National Shop Stewards Network and Socialist Party members have been producing regular bulletins supporting the Ford workers fighting the closure of the Ford plants in Dagenham and Southampton. These are extracts from the latest Southampton edition.
Unity is strength. Over 400 contract workers at Southampton will not receive Ford redundancy terms and could receive statutory redundancy.
Workers at the 81 suppliers to the Transit also face job cuts. A united campaign to involve all those affected can ensure the strongest opposition.
It is vital that the unions, especially Unite, act decisively and speedily to mobilise against the closures.
General secretary Len McCluskey has said the union will fight the closure plans. Leading reps in the Transit plant see the need to fight.
Unite policy is for a national strike ballot to be called in the event of a plant closure threat. A battle on this scale would petrify Ford and the government.
Such a campaign should link up with Ford workers in Belgium at Genk, who organised mass walkouts and protests at their factory last week.
The scandalous truth is Ford wants to shift production from Southampton to Turkey, with the use of subsidies from the European Union.
The company wants to make even bigger profits by exploiting cheaper labour there.

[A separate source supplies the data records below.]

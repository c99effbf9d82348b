//! Inline formatting through the full conversion.

use tana_babel::formats::markdown::inline::format_inline;
use tana_babel::transforms::markdown_to_tana;
use tana_babel::{markdown_to_outline_paragraphs, FormattingRules};

#[test]
fn test_italic_and_bold_do_not_mix() {
    let out = markdown_to_outline_paragraphs("Mix _italic_ and **bold** text");
    assert_eq!(out, "%%tana%%\n- Mix __italic__ and **bold** text");
}

#[test]
fn test_literal_markers_survive() {
    let out = markdown_to_outline_paragraphs("use snake_case and 2 * 3 = 6");
    assert_eq!(out, "%%tana%%\n- use snake_case and 2 * 3 = 6");
}

#[test]
fn test_nested_emphasis() {
    let rules = FormattingRules::default();
    assert_eq!(
        format_inline("**outer _inner_ outer**", &rules),
        "**outer __inner__ outer**"
    );
    assert_eq!(
        format_inline("_outer **inner** outer_", &rules),
        "__outer **inner** outer__"
    );
}

#[test]
fn test_highlights_follow_rules() {
    let md = "a ==key== point";
    assert_eq!(
        markdown_to_tana(md, &FormattingRules::default()),
        "%%tana%%\n- a ==key== point"
    );
    assert_eq!(
        markdown_to_tana(md, &FormattingRules::default().with_highlights(true)),
        "%%tana%%\n- a ^^key^^ point"
    );
}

Union links with Turkey must be built.
While Fords plead poverty and take hard pressed tax payers’ subsidies, Ford UK bosses in 2008 took enough in bonuses to finance the retooling of Southampton.
Since 24 October, the day management announced the closure of the plant by the end of 2013, Ford workers in Genk have blocked the site.
Nothing comes in, or goes out. Although they plan to go back to work from 13 November, the blockade will not be lifted. Finished cars will be stocked inside and used as a bargaining treasure.
On 11 November a big solidarity demonstration will be held in Genk. Ford workers from Southampton and Dagenham, from Blanquefort and other plants in Europe intend to be there.
Ford stole our pensions
On 5 and 6 November, two weeks after 1,400 Ford workers were told that they face the dole, ex-Ford Visteon pensioners with Socialist Party members and NSSN supporters, leafleted the Ford plants in Bridgend, Southampton and Dagenham.
Unite is preparing for legal action to win back the full value of their pensions from Ford.
In 2000, Ford created Visteon as a so-called independent component manufacturer, with the guarantee that jobs, pay, terms and conditions would be given ‘life-time protection’.
However, in 2009 Visteon was put into administration, the three remaining plants – Basildon, Belfast and Enfield – were closed with 600 workers sacked with minutes’ notice.
Through occupations and pickets, including the threat to blockade Bridgend, they were able to win a decent pay-off.
But over 3,000 sacked workers and pensioners from these plants, and the factory in Swansea that was sold to Linamar in 2008 and closed in 2010, have had their pensions slashed because it was put into the Pension Protection Fund.
However, the pensioners got organised and have conducted a campaign of protests and lobbies which will continue up to the court date next spring.